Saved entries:

══════════

//! Sensor transforms.
//!
//! Each sampled device has one fixed conversion from a raw ADC count to the
//! value it reports. [`convert`] picks the right one; the result is stored
//! as the device's last value and formatted into the outbound reading.

pub mod light;
pub mod temperature;

use core::fmt;

use crate::app::commands::Device;
use temperature::Celsius;

/// A converted sample, ready to report.
#[derive(Debug, Clone, Copy, PartialEq, Eq)]
pub enum Reading {
    Temperature(Celsius),
    Light(u16),
}

impl Reading {
    /// Integer form kept in the device registry.
    pub fn value(self) -> i32 {
        match self {
            Self::Temperature(c) => c.0,
            Self::Light(level) => i32::from(level),
        }
    }
}

impl fmt::Display for Reading {
    fn fmt(&self, f: &mut fmt::Formatter<'_>) -> fmt::Result {
        match self {
            Self::Temperature(c) => fmt::Display::fmt(c, f),
            Self::Light(level) => write!(f, "{}", level),
        }
    }
}

/// Apply the sensor's transform. `None` for devices that are not sensors.
pub fn convert(device: Device, raw: u16) -> Option<Reading> {
    match device {
        Device::Temperature => Some(Reading::Temperature(temperature::adc_to_celsius(raw))),
        Device::Light => Some(Reading::Light(light::adc_to_level(raw))),
        Device::Relay => None,
    }
}
//! Adapters: concrete implementations of the port traits.
//!
//! | Adapter | Implements                          | Connects to            |
//! |---------|-------------------------------------|------------------------|
//! | `sim`   | AnalogPort, OutputPin, SerialTx     | atomics, stdin/stdout  |
//! | `esp`   | AnalogPort, DigitalOutputPort,      | ESP32 ADC oneshot,     |
//! |         | SerialTx                            | GPIO, UART driver      |

#[cfg(target_os = "espidf")]
pub mod esp;
#[cfg(not(target_os = "espidf"))]
pub mod sim;
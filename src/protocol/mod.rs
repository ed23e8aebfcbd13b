//! Serial command protocol.
//!
//! ```text
//! ┌────────────────────────────────────────────────────────────┐
//! │                     Protocol Stack                         │
//! │                                                            │
//! │  ┌──────────┐  frames  ┌──────────┐  queue  ┌───────────┐  │
//! │  │ Framing  │─────────▶│  Codec   │────────▶│ Dispatcher│  │
//! │  │ (ISR)    │          │ (decoder │         │  (task)   │  │
//! │  └──────────┘          │  task)   │         └─────┬─────┘  │
//! │                        └──────────┘               │        │
//! │  ┌──────────┐                                     │        │
//! │  │ UART TX  │◀──── SerialGuard ◀──── encode ◀─────┘        │
//! │  └──────────┘                                              │
//! └────────────────────────────────────────────────────────────┘
//! ```

pub mod channels;
pub mod codec;
pub mod framing;
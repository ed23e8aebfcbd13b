//! Device registry.
//!
//! Each sensor's enable bit, sampling interval, last value and ADC handle
//! live together in one [`SensorCell`] behind that sensor's [`Gate`]. The
//! Dispatcher flips the bit and the Sampler re-checks it under the same
//! lock, so a DISABLE can never land between the check and the read.
//!
//! Enabling is two steps: [`SensorCell::prepare`] powers the converter,
//! and [`SensorCell::mark_enabled`] opens the gate once `DONE` is out.

use std::sync::Arc;

use core::time::Duration;

use serde::Serialize;

use crate::app::commands::Device;
use crate::app::ports::{AnalogPort, DigitalOutputPort};
use crate::app::relay::{RelayCell, RelayGate, RelayState};
use crate::error::{HalError, Result};
use crate::sync::Gate;

/// Per-sensor bookkeeping.
#[derive(Debug, Clone, Copy, PartialEq, Eq, Serialize)]
pub struct DeviceSlot {
    pub enabled: bool,
    pub interval_secs: u32,
    pub last_value: Option<i32>,
}

impl DeviceSlot {
    pub const fn new(interval_secs: u32) -> Self {
        Self {
            enabled: false,
            interval_secs,
            last_value: None,
        }
    }
}

pub struct SensorCell<A> {
    pub slot: DeviceSlot,
    pub adc: A,
}

pub type SensorGate<A> = Gate<SensorCell<A>>;

impl<A: AnalogPort> SensorCell<A> {
    pub fn new(adc: A, interval_secs: u32) -> Self {
        Self {
            slot: DeviceSlot::new(interval_secs),
            adc,
        }
    }

    /// Power up the converter ahead of enabling.
    ///
    /// Returns `false` without re-initialising if already enabled. The
    /// sampler keeps waiting until [`mark_enabled`](Self::mark_enabled).
    pub fn prepare(&mut self) -> core::result::Result<bool, HalError> {
        if self.slot.enabled {
            return Ok(false);
        }
        self.adc.init()?;
        Ok(true)
    }

    pub fn mark_enabled(&mut self) {
        self.slot.enabled = true;
    }

    /// Mark the sensor disabled and power down the converter.
    ///
    /// Returns `false` if it was not enabled.
    pub fn disable(&mut self) -> bool {
        if !self.slot.enabled {
            return false;
        }
        self.slot.enabled = false;
        self.adc.deinit();
        true
    }
}

/// Snapshot of every device, for logs and tests.
#[derive(Debug, Clone, Copy, PartialEq, Eq, Serialize)]
pub struct RegistrySnapshot {
    pub temperature: DeviceSlot,
    pub light: DeviceSlot,
    pub relay_armed: bool,
    pub relay: RelayState,
}

/// The three logical devices, keyed by [`Device`].
pub struct DeviceRegistry<A, D> {
    temperature: Arc<SensorGate<A>>,
    light: Arc<SensorGate<A>>,
    relay: Arc<RelayGate<D>>,
}

impl<A, D> Clone for DeviceRegistry<A, D> {
    fn clone(&self) -> Self {
        Self {
            temperature: self.temperature.clone(),
            light: self.light.clone(),
            relay: self.relay.clone(),
        }
    }
}

impl<A: AnalogPort, D: DigitalOutputPort> DeviceRegistry<A, D> {
    pub fn new(temp_adc: A, light_adc: A, relay_port: D, interval_secs: u32) -> Self {
        Self {
            temperature: Arc::new(Gate::new(
                "temperature",
                SensorCell::new(temp_adc, interval_secs),
            )),
            light: Arc::new(Gate::new("light", SensorCell::new(light_adc, interval_secs))),
            relay: Arc::new(Gate::new("relay", RelayCell::new(relay_port))),
        }
    }

    /// Gate for a sensor device; `None` for the relay.
    pub fn sensor(&self, device: Device) -> Option<&Arc<SensorGate<A>>> {
        match device {
            Device::Temperature => Some(&self.temperature),
            Device::Light => Some(&self.light),
            Device::Relay => None,
        }
    }

    pub fn relay(&self) -> &Arc<RelayGate<D>> {
        &self.relay
    }

    /// Copy out every device's state, taking one lock at a time.
    pub fn snapshot(&self, timeout: Option<Duration>) -> Result<RegistrySnapshot> {
        let temperature = self.temperature.lock(timeout)?.slot;
        let light = self.light.lock(timeout)?.slot;
        let (relay_armed, relay) = {
            let cell = self.relay.lock(timeout)?;
            (cell.is_armed(), cell.state)
        };
        Ok(RegistrySnapshot {
            temperature,
            light,
            relay_armed,
            relay,
        })
    }
}
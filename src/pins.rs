//! Peripheral assignments for the sensor node board.
//!
//! Single source of truth: every adapter references this module rather
//! than hard-coding channel or pin numbers.

// ---------------------------------------------------------------------------
// Serial command line (UART0)
// ---------------------------------------------------------------------------

/// UART peripheral carrying the command protocol.
pub const UART_PORT: i32 = 0;
pub const UART_TX_GPIO: i32 = 43;
pub const UART_RX_GPIO: i32 = 44;
/// Driver RX ring size; must exceed the largest frame.
pub const UART_RX_BUF_LEN: i32 = 256;

// ---------------------------------------------------------------------------
// Sensors (analog)
// ---------------------------------------------------------------------------

/// LM35-style temperature sensor (10 mV/°C) on ADC1.
pub const TEMP_ADC_UNIT: u32 = 1;
pub const TEMP_ADC_CHANNEL: u32 = 0;

/// Light-dependent resistor divider on ADC2.
pub const LIGHT_ADC_UNIT: u32 = 2;
pub const LIGHT_ADC_CHANNEL: u32 = 1;

/// Full-scale reading of the 12-bit converters.
pub const ADC_MAX: u16 = 4095;

// ---------------------------------------------------------------------------
// Relay actuator
// ---------------------------------------------------------------------------

/// Open-drain relay driver input, active LOW.
pub const RELAY_GPIO: i32 = 5;
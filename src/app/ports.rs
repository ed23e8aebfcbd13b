//! Port traits: the boundary between the command pipeline and the
//! peripheral HAL.
//!
//! ```text
//!   Adapter ──▶ Port trait ──▶ Dispatcher / Sampler / Actuator Loop
//! ```
//!
//! Adapters (ADC channels, relay GPIO, both UART directions) implement these
//! traits. The pipeline owns them through generics, so the core never
//! touches registers directly and runs unchanged against mocks on the host.

use embedded_hal::digital::{OutputPin, PinState};

use crate::error::HalError;

// ───────────────────────────────────────────────────────────────
// Analog port (driven adapter: ADC → sampler)
// ───────────────────────────────────────────────────────────────

/// One analog input channel.
pub trait AnalogPort {
    /// Configure the pin as analog input and power up the converter.
    fn init(&mut self) -> Result<(), HalError>;

    /// Power down the converter and release the pin.
    fn deinit(&mut self);

    /// Whether a fresh conversion result is available.
    fn sample_ready(&mut self) -> bool;

    /// Raw conversion result (12-bit).
    fn read(&mut self) -> Result<u16, HalError>;
}

// ───────────────────────────────────────────────────────────────
// Digital output port (driven adapter: actuator → GPIO)
// ───────────────────────────────────────────────────────────────

/// One digital output line.
pub trait DigitalOutputPort {
    /// Configure the pin as an output and park it at `idle`.
    fn init(&mut self, idle: PinState) -> Result<(), HalError>;

    /// Return the pin to its unconfigured state.
    fn deinit(&mut self);

    /// Drive the pin.
    fn write(&mut self, level: PinState) -> Result<(), HalError>;
}

/// Adapts any `embedded-hal` output pin into a [`DigitalOutputPort`].
///
/// `embedded-hal` has no notion of (de)configuring a pin, so `init` parks
/// the level and `deinit` stops accepting writes until the next `init`.
pub struct OutputPinPort<P> {
    pin: P,
    configured: bool,
}

impl<P: OutputPin> OutputPinPort<P> {
    pub fn new(pin: P) -> Self {
        Self {
            pin,
            configured: false,
        }
    }

    pub fn into_inner(self) -> P {
        self.pin
    }
}

impl<P: OutputPin> DigitalOutputPort for OutputPinPort<P> {
    fn init(&mut self, idle: PinState) -> Result<(), HalError> {
        self.pin
            .set_state(idle)
            .map_err(|_| HalError::GpioConfigFailed)?;
        self.configured = true;
        Ok(())
    }

    fn deinit(&mut self) {
        self.configured = false;
    }

    fn write(&mut self, level: PinState) -> Result<(), HalError> {
        if !self.configured {
            return Err(HalError::GpioWriteFailed);
        }
        self.pin
            .set_state(level)
            .map_err(|_| HalError::GpioWriteFailed)
    }
}

// ───────────────────────────────────────────────────────────────
// Serial transmit port (driven adapter: pipeline → UART TX)
// ───────────────────────────────────────────────────────────────

/// Byte-at-a-time transmit line. Callers serialise access through the
/// [`SerialGuard`](crate::drivers::serial_guard::SerialGuard).
pub trait SerialTx {
    fn send_byte(&mut self, byte: u8) -> Result<(), HalError>;

    /// Push out anything the adapter buffered. Called once per message.
    fn flush(&mut self) -> Result<(), HalError> {
        Ok(())
    }
}

/// Receive side of the command line, drained by the UART receive task.
pub trait SerialRx {
    /// Block until one byte has arrived and return it.
    fn wait_byte(&mut self) -> Result<u8, HalError>;

    /// Copy bytes that have already arrived into `buf` without waiting.
    /// Returns how many were copied; `0` means the line is idle.
    fn read_available(&mut self, buf: &mut [u8]) -> Result<usize, HalError>;
}

// ───────────────────────────────────────────────────────────────
// Error types
// ───────────────────────────────────────────────────────────────

/// Errors from loading or validating [`NodeConfig`](crate::config::NodeConfig).
#[derive(Debug)]
pub enum ConfigError {
    /// Stored config failed to deserialise.
    Corrupted,
    /// A config field failed range validation.
    /// The `&'static str` describes which field and why.
    ValidationFailed(&'static str),
}

impl core::fmt::Display for ConfigError {
    fn fmt(&self, f: &mut core::fmt::Formatter<'_>) -> core::fmt::Result {
        match self {
            Self::Corrupted => write!(f, "config corrupted"),
            Self::ValidationFailed(msg) => write!(f, "validation failed: {}", msg),
        }
    }
}

impl core::error::Error for ConfigError {}
//! Photoresistor light sensor on ADC2. Reported uncalibrated.

/// Raw light level, 0..=4095.
pub fn adc_to_level(raw: u16) -> u16 {
    raw
}
//! Inter-task channels.
//!
//! Uses `embassy-sync` bounded channels for both hand-offs in the command
//! path. The channels live inside the [`Node`](crate::node::Node) and are
//! shared as `Arc`s, never as globals.
//!
//! ```text
//! ┌──────────────┐   RawFrame   ┌──────────────┐   Command    ┌──────────────┐
//! │   Receiver   │─────────────▶│   Decoder    │─────────────▶│  Dispatcher  │
//! │  (try_send)  │  depth = 16  │  (try_send)  │  depth = 10  │  (receive)   │
//! └──────────────┘              └──────────────┘              └──────────────┘
//! ```
//!
//! The frame queue is deeper than the dispatch queue so that a burst which
//! arrives faster than the decoder runs still reaches the dispatch queue,
//! where backpressure is applied.

use embassy_sync::channel::Channel;

use crate::app::commands::Command;
use crate::protocol::framing::RawFrame;
use crate::sync::RawMutex;

/// Channel depth for completed raw frames.
pub const FRAME_DEPTH: usize = 16;

/// Channel depth for decoded commands.
pub const DISPATCH_DEPTH: usize = 10;

/// Receiver → decoder FIFO. Filled from interrupt context with
/// `try_send`; a frame that finds it full is dropped and counted.
pub type FrameQueue = Channel<RawMutex, RawFrame, FRAME_DEPTH>;

/// Decoder → dispatcher FIFO. A full queue rejects new commands; the
/// decoder drops them without retry.
pub type DispatchQueue = Channel<RawMutex, Command, DISPATCH_DEPTH>;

══════════

### Aim of the task:
Across all the records, find the lines containing the word "RawMutex" and reproduce each one.

### Answer to this task:
use crate::sync::RawMutex;
pub type FrameQueue = Channel<RawMutex, RawFrame, FRAME_DEPTH>;
pub type DispatchQueue = Channel<RawMutex, Command, DISPATCH_DEPTH>;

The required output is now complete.